╔══

use std::collections::HashSet;

use serde::{Deserialize, Serialize};

use crate::view_model::{AppViewModel, ResultRowView};
use crate::{
    dedupe_links, paginate, parse_links, select_links, sort_results, validation_summary,
    AnalysisMode, BatchConfig, ClassificationResult, ExportSelection, Link, ResultFilter,
    SortSpec, Statistics, DEFAULT_CONCURRENCY,
};

pub type BatchId = u64;

/// With auto-save on, persist after this many new results.
pub const AUTO_SAVE_EVERY: usize = 10;

/// Lifecycle of the session's current batch.
///
/// `Paused` and `Stopping` are advisory: the engine keeps classifying and
/// its results are still applied.
#[derive(Debug, Clone, Copy, PartialEq, Eq, Default)]
pub enum SessionState {
    #[default]
    Idle,
    Running,
    Paused,
    Stopping,
    Finished,
}

impl SessionState {
    pub fn is_in_flight(self) -> bool {
        matches!(
            self,
            SessionState::Running | SessionState::Paused | SessionState::Stopping
        )
    }
}

#[derive(Debug, Clone, Copy, PartialEq, Eq, Serialize, Deserialize)]
pub struct SessionSettings {
    pub max_workers: usize,
    pub chunk_size: Option<usize>,
    pub auto_save: bool,
    pub page_size: usize,
}

impl Default for SessionSettings {
    fn default() -> Self {
        Self {
            max_workers: DEFAULT_CONCURRENCY,
            chunk_size: None,
            auto_save: true,
            page_size: 20,
        }
    }
}

impl SessionSettings {
    pub fn batch_config(&self) -> BatchConfig {
        BatchConfig {
            concurrency_limit: self.max_workers,
            chunk_size: self.chunk_size,
        }
    }
}

#[derive(Debug, Clone, Copy, PartialEq, Eq, Default)]
pub struct BatchProgress {
    pub completed: usize,
    pub total: usize,
}

impl BatchProgress {
    pub fn percentage(&self) -> u8 {
        if self.total == 0 {
            return 0;
        }
        ((self.completed.min(self.total) * 100) / self.total) as u8
    }
}

/// Outcome of the last submission.
#[derive(Debug, Clone, Copy, PartialEq, Eq, Default)]
pub struct SubmitStats {
    pub accepted: usize,
    pub rejected: usize,
    /// Accepted links not queued: repeats within the input or links that
    /// already have a result.
    pub skipped: usize,
    /// Known links without a result that were queued again.
    pub requeued: usize,
}

/// What gets persisted between runs.
#[derive(Debug, Clone, PartialEq, Default, Serialize, Deserialize)]
pub struct SessionSnapshot {
    pub links: Vec<Link>,
    pub results: Vec<ClassificationResult>,
}

#[derive(Debug, Clone, PartialEq, Default)]
pub struct AppState {
    session: SessionState,
    input: String,
    links: Vec<Link>,
    results: Vec<ClassificationResult>,
    statistics: Statistics,
    progress: BatchProgress,
    mode: Option<AnalysisMode>,
    next_batch_id: BatchId,
    active_batch: Option<BatchId>,
    settings: SessionSettings,
    filter: ResultFilter,
    sort: SortSpec,
    page: usize,
    last_submit: Option<SubmitStats>,
    last_error: Option<String>,
    unsaved: usize,
    dirty: bool,
}

impl AppState {
    pub fn new() -> Self {
        Self::default()
    }

    pub fn with_settings(settings: SessionSettings) -> Self {
        Self {
            settings,
            ..Self::default()
        }
    }

    pub fn session(&self) -> SessionState {
        self.session
    }

    pub fn settings(&self) -> SessionSettings {
        self.settings
    }

    pub fn results(&self) -> &[ClassificationResult] {
        &self.results
    }

    pub fn links(&self) -> &[Link] {
        &self.links
    }

    pub fn statistics(&self) -> &Statistics {
        &self.statistics
    }

    pub fn active_batch(&self) -> Option<BatchId> {
        self.active_batch
    }

    pub fn view(&self) -> AppViewModel {
        let mut rows: Vec<&ClassificationResult> = self
            .results
            .iter()
            .filter(|result| self.filter.matches(result))
            .collect();
        sort_results(&mut rows, self.sort);
        let matching = rows.len();
        let page = paginate(&rows, self.page, self.settings.page_size);

        AppViewModel {
            session: self.session,
            mode: self.mode,
            progress: self.progress,
            link_count: self.links.len(),
            statistics: self.statistics.clone(),
            rows: page.items.into_iter().map(ResultRowView::from).collect(),
            page: page.page,
            total_pages: page.total_pages,
            matching,
            last_submit: self.last_submit,
            last_error: self.last_error.clone(),
            dirty: self.dirty,
        }
    }

    pub fn snapshot(&self) -> SessionSnapshot {
        SessionSnapshot {
            links: self.links.clone(),
            results: self.results.clone(),
        }
    }

    pub fn export_links(&self, selection: ExportSelection) -> Vec<String> {
        select_links(&self.results, selection)
    }

    /// Returns whether anything changed since the last call, and clears the flag.
    pub fn consume_dirty(&mut self) -> bool {
        std::mem::take(&mut self.dirty)
    }

    pub(crate) fn mark_dirty(&mut self) {
        self.dirty = true;
    }

    pub(crate) fn set_input(&mut self, input: String) {
        self.input = input;
    }

    /// Parses the current input and queues its links that have no result
    /// yet, followed by known links still waiting for one (a restored session
    /// or a batch that ended early). Returns the new batch, if there is
    /// anything to check.
    pub(crate) fn take_submission(&mut self) -> Option<(BatchId, Vec<Link>)> {
        let raw = std::mem::take(&mut self.input);
        let summary = validation_summary(&raw);
        let submitted = dedupe_links(parse_links(&raw));

        let (fresh, requeued) = {
            let answered: HashSet<&Link> =
                self.results.iter().map(|result| &result.link).collect();
            let fresh: Vec<Link> = submitted
                .iter()
                .filter(|link| !answered.contains(link))
                .cloned()
                .collect();
            let queued: HashSet<&Link> = fresh.iter().collect();
            let requeued: Vec<Link> = self
                .links
                .iter()
                .filter(|link| !answered.contains(link) && !queued.contains(link))
                .cloned()
                .collect();
            (fresh, requeued)
        };

        self.last_submit = Some(SubmitStats {
            accepted: summary.valid,
            rejected: summary.invalid,
            skipped: summary.valid.saturating_sub(fresh.len()),
            requeued: requeued.len(),
        });
        self.mark_dirty();

        if fresh.is_empty() && requeued.is_empty() {
            return None;
        }

        let known: HashSet<Link> = self.links.iter().cloned().collect();
        self.links
            .extend(fresh.iter().filter(|link| !known.contains(*link)).cloned());
        let mut batch = fresh;
        batch.extend(requeued);

        self.next_batch_id += 1;
        let batch_id = self.next_batch_id;
        self.session = SessionState::Running;
        self.active_batch = Some(batch_id);
        self.progress = BatchProgress {
            completed: 0,
            total: batch.len(),
        };
        self.mode = None;
        self.last_error = None;
        Some((batch_id, batch))
    }

    /// Known links that have no result yet.
    pub fn pending_links(&self) -> Vec<Link> {
        let answered: HashSet<&Link> = self.results.iter().map(|result| &result.link).collect();
        self.links
            .iter()
            .filter(|link| !answered.contains(link))
            .cloned()
            .collect()
    }

    pub(crate) fn is_active(&self, batch_id: BatchId) -> bool {
        self.active_batch == Some(batch_id)
    }

    pub(crate) fn set_mode(&mut self, mode: AnalysisMode) {
        self.mode = Some(mode);
        self.mark_dirty();
    }

    pub(crate) fn apply_progress(&mut self, completed: usize, total: usize) {
        // Callbacks from different lanes may arrive out of order.
        if completed >= self.progress.completed {
            self.progress = BatchProgress { completed, total };
            self.mark_dirty();
        }
    }

    /// Appends a result; returns true when an auto-save is due.
    pub(crate) fn apply_result(&mut self, result: ClassificationResult) -> bool {
        self.statistics.record(&result);
        self.results.push(result);
        self.unsaved += 1;
        self.mark_dirty();
        self.settings.auto_save && self.unsaved >= AUTO_SAVE_EVERY
    }

    /// Drops the result for `link`; returns false if there was none.
    pub(crate) fn remove_result(&mut self, link: &Link) -> bool {
        let before = self.results.len();
        self.results.retain(|result| &result.link != link);
        if self.results.len() == before {
            return false;
        }
        self.statistics = Statistics::from_results(&self.results);
        self.mark_dirty();
        true
    }

    pub(crate) fn finish_batch(&mut self, error: Option<String>) {
        self.session = SessionState::Finished;
        self.active_batch = None;
        self.last_error = error;
        self.mark_dirty();
    }

    pub(crate) fn wants_save_on_finish(&self) -> bool {
        self.settings.auto_save && self.unsaved > 0
    }

    pub(crate) fn mark_saved(&mut self) {
        self.unsaved = 0;
    }

    pub(crate) fn set_session(&mut self, session: SessionState) {
        if self.session != session {
            self.session = session;
            self.mark_dirty();
        }
    }

    pub(crate) fn restore(&mut self, snapshot: SessionSnapshot) {
        self.statistics = Statistics::from_results(&snapshot.results);
        self.links = dedupe_links(snapshot.links);
        self.results = snapshot.results;
        self.unsaved = 0;
        self.page = 1;
        self.mark_dirty();
    }

    pub(crate) fn clear(&mut self) {
        self.links.clear();
        self.results.clear();
        self.statistics = Statistics::default();
        self.progress = BatchProgress::default();
        self.mode = None;
        self.session = SessionState::Idle;
        self.last_submit = None;
        self.last_error = None;
        self.unsaved = 0;
        self.page = 1;
        self.mark_dirty();
    }

    pub(crate) fn set_filter(&mut self, filter: ResultFilter) {
        self.filter = filter;
        self.page = 1;
        self.mark_dirty();
    }

    pub(crate) fn set_sort(&mut self, sort: SortSpec) {
        self.sort = sort;
        self.mark_dirty();
    }

    pub(crate) fn set_page(&mut self, page: usize) {
        self.page = page;
        self.mark_dirty();
    }

    pub(crate) fn set_settings(&mut self, settings: SessionSettings) {
        self.settings = settings;
        self.mark_dirty();
    }
}
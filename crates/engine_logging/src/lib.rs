#![deny(missing_docs)]
//! Shared logging utilities for the giftcheck workspace.
//!
//! This crate provides the `engine_*` logging macros used across the codebase,
//! the logger setup used by the `giftcheck` binary, and a minimal test
//! initializer for the global logger.

use std::fs::File;
use std::path::{Path, PathBuf};

use log::LevelFilter;
use simplelog::{
    ColorChoice, CombinedLogger, Config, ConfigBuilder, SharedLogger, TermLogger, TerminalMode,
    WriteLogger,
};

/// Default log file name, relative to the current working directory.
pub const DEFAULT_LOG_FILE: &str = "giftcheck.log";

/// Logs a trace-level message using the global logging facade.
#[macro_export]
macro_rules! engine_trace {
    ($($arg:tt)*) => {{
        log::trace!($($arg)*);
    }};
}

/// Logs an info-level message using the global logging facade.
#[macro_export]
macro_rules! engine_info {
    ($($arg:tt)*) => {{
        log::info!($($arg)*);
    }};
}

/// Logs a debug-level message using the global logging facade.
#[macro_export]
macro_rules! engine_debug {
    ($($arg:tt)*) => {{
        log::debug!($($arg)*);
    }};
}

/// Logs a warn-level message using the global logging facade.
#[macro_export]
macro_rules! engine_warn {
    ($($arg:tt)*) => {{
        log::warn!($($arg)*);
    }};
}

/// Logs an error-level message using the global logging facade.
#[macro_export]
macro_rules! engine_error {
    ($($arg:tt)*) => {{
        log::error!($($arg)*);
    }};
}

/// Destination for log output.
#[derive(Debug, Clone, Copy, PartialEq, Eq, Default)]
pub enum LogDestination {
    /// Write to the log file only.
    File,
    /// Write to the terminal (stderr for warnings and errors).
    #[default]
    Terminal,
    /// Write to both file and terminal.
    Both,
}

impl LogDestination {
    /// Parses a destination name (`file`, `terminal` or `both`), ignoring case.
    pub fn parse(name: &str) -> Option<Self> {
        match name.trim().to_ascii_lowercase().as_str() {
            "file" => Some(Self::File),
            "terminal" | "term" => Some(Self::Terminal),
            "both" => Some(Self::Both),
            _ => None,
        }
    }
}

/// Initialize the global logger.
///
/// For `LogDestination::File` or `Both`, the log file is created (truncated)
/// at `log_path`, or at [`DEFAULT_LOG_FILE`] when no path is given. A file that
/// cannot be created is reported on stderr and skipped; terminal output still
/// works for `Both`.
pub fn initialize(destination: LogDestination, level: LevelFilter, log_path: Option<&Path>) {
    let config = build_config();
    let path = log_path
        .map(Path::to_path_buf)
        .unwrap_or_else(|| PathBuf::from(DEFAULT_LOG_FILE));

    let mut loggers: Vec<Box<dyn SharedLogger>> = Vec::new();
    if matches!(destination, LogDestination::Terminal | LogDestination::Both) {
        loggers.push(TermLogger::new(
            level,
            config.clone(),
            TerminalMode::Mixed,
            ColorChoice::Auto,
        ));
    }
    if matches!(destination, LogDestination::File | LogDestination::Both) {
        if let Some(file_logger) = create_file_logger(level, config, &path) {
            loggers.push(file_logger);
        }
    }
    if loggers.is_empty() {
        return;
    }

    let _ = CombinedLogger::init(loggers);
}

/// Initializes a simple terminal logger for use in unit tests.
///
/// This safely no-ops if another logger has already been initialized.
pub fn initialize_for_tests() {
    // Use debug level in debug builds, info in release builds.
    let level = if cfg!(debug_assertions) {
        LevelFilter::Debug
    } else {
        LevelFilter::Info
    };

    // Ignore the error if a logger was already set by another test.
    let _ = CombinedLogger::init(vec![TermLogger::new(
        level,
        Config::default(),
        TerminalMode::Mixed,
        ColorChoice::Auto,
    )]);
}

fn build_config() -> Config {
    ConfigBuilder::new()
        .set_time_format_rfc3339()
        .set_target_level(LevelFilter::Error)
        .build()
}

fn create_file_logger(
    level: LevelFilter,
    config: Config,
    path: &Path,
) -> Option<Box<WriteLogger<File>>> {
    match File::create(path) {
        Ok(file) => Some(WriteLogger::new(level, config, file)),
        Err(err) => {
            eprintln!("Warning: Could not create log file at {:?}: {}", path, err);
            None
        }
    }
}
use std::fs;
use std::io::{self, Read, Write};
use std::path::Path;
use std::time::Duration;

use anyhow::Context;
use engine_logging::{engine_debug, engine_info};
use giftcheck_core::{
    update, AppState, ExportSelection, Msg, ResultFilter, SessionState, SortOrder, SortSpec,
};
use giftcheck_engine::{EngineHandle, SessionStore};
use log::LevelFilter;

use super::config::AppConfig;
use super::effects::{EffectRunner, ExportTargets};
use super::report;
use crate::cli::Args;

const POLL_INTERVAL: Duration = Duration::from_millis(200);

pub fn run_app(args: Args) -> anyhow::Result<()> {
    let mut config = AppConfig::load(args.config.as_deref())?;
    config.apply_overrides(&args);
    engine_logging::initialize(config.log_destination()?, LevelFilter::Info, None);

    let session_settings = config.session_settings()?;
    let engine = EngineHandle::new(config.engine_settings()?).context("starting engine")?;
    let runner = EffectRunner::new(
        engine,
        SessionStore::new(&config.output_dir),
        ExportTargets {
            available: args.export_available.clone(),
            unavailable: args.export_unavailable.clone(),
            all: args.export_all.clone(),
            json: args.export_json.clone(),
            backup: args.backup.clone(),
        },
    );
    let mut app = App::new(runner);
    app.dispatch(Msg::SettingsChanged(session_settings));

    if args.clear {
        engine_info!("Clearing saved session in {:?}", config.output_dir);
        app.dispatch(Msg::ClearAll);
    } else {
        let snapshot = app.runner.store().load();
        app.dispatch(Msg::RestoreSession(snapshot));
    }

    for link in &args.remove {
        engine_info!("Dropping saved result for {}", link);
        app.dispatch(Msg::RemoveResult(link.clone()));
    }

    let text = match &args.input {
        Some(input) => Some(read_input(input)?),
        None if !app.state.pending_links().is_empty() => {
            engine_info!(
                "Checking {} saved links without a result",
                app.state.pending_links().len()
            );
            Some(String::new())
        }
        None => None,
    };
    if let Some(text) = text {
        app.dispatch(Msg::InputChanged(text));
        app.dispatch(Msg::LinksSubmitted);
        app.wait_for_batch()?;
    }

    app.dispatch(Msg::FilterChanged(filter_from(&args)));
    app.dispatch(Msg::SortChanged(SortSpec {
        key: args.sort.into(),
        order: if args.desc {
            SortOrder::Descending
        } else {
            SortOrder::Ascending
        },
    }));
    app.dispatch(Msg::PageChanged(args.page));

    if args.export_available.is_some() {
        app.dispatch(Msg::ExportRequested(ExportSelection::Available));
    }
    if args.export_unavailable.is_some() {
        app.dispatch(Msg::ExportRequested(ExportSelection::Unavailable));
    }
    if args.export_all.is_some() {
        app.dispatch(Msg::ExportRequested(ExportSelection::All));
    }
    if args.export_json.is_some() {
        app.dispatch(Msg::ExportResultsRequested);
    }
    if args.backup.is_some() {
        app.dispatch(Msg::BackupRequested);
    }

    print!("{}", report::render(&app.state.view()));
    Ok(())
}

struct App {
    state: AppState,
    runner: EffectRunner,
}

impl App {
    fn new(runner: EffectRunner) -> Self {
        Self {
            state: AppState::new(),
            runner,
        }
    }

    fn dispatch(&mut self, msg: Msg) {
        let state = std::mem::take(&mut self.state);
        let (state, effects) = update(state, msg);
        self.state = state;
        self.runner.run(effects);
    }

    /// Feeds engine events back into the state until the batch is done.
    /// Fails if the engine goes away first.
    fn wait_for_batch(&mut self) -> anyhow::Result<()> {
        if !self.state.session().is_in_flight() {
            engine_debug!("No new links to classify");
            return Ok(());
        }
        while self.state.session().is_in_flight() {
            let polled = self.runner.poll(POLL_INTERVAL);
            let Some(msg) = polled.context("waiting for batch results")? else {
                continue;
            };
            self.dispatch(msg);
            if self.state.consume_dirty() {
                render_progress(&self.state);
            }
        }
        if self.state.session() == SessionState::Finished {
            eprintln!();
        }
        Ok(())
    }
}

fn render_progress(state: &AppState) {
    let view = state.view();
    let mode = view
        .mode
        .map(|mode| mode.to_string())
        .unwrap_or_else(|| "probing".to_string());
    eprint!(
        "\r[{mode}] {}/{} ({}%)",
        view.progress.completed,
        view.progress.total,
        view.progress.percentage()
    );
    let _ = io::stderr().flush();
}

fn read_input(path: &Path) -> anyhow::Result<String> {
    if path.as_os_str() == "-" {
        let mut text = String::new();
        io::stdin()
            .read_to_string(&mut text)
            .context("reading links from stdin")?;
        return Ok(text);
    }
    fs::read_to_string(path).with_context(|| format!("reading links from {}", path.display()))
}

fn filter_from(args: &Args) -> ResultFilter {
    if args.only.is_empty() {
        return ResultFilter::default();
    }
    let mut filter = ResultFilter::only(args.only.iter().filter_map(|arg| arg.category()));
    filter.include_errors = args.only.iter().any(|arg| arg.category().is_none());
    filter
}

╚══

Copy each line of the material where "polled" is found.

            let polled = self.runner.poll(POLL_INTERVAL);
            let Some(msg) = polled.context("waiting for batch results")? else {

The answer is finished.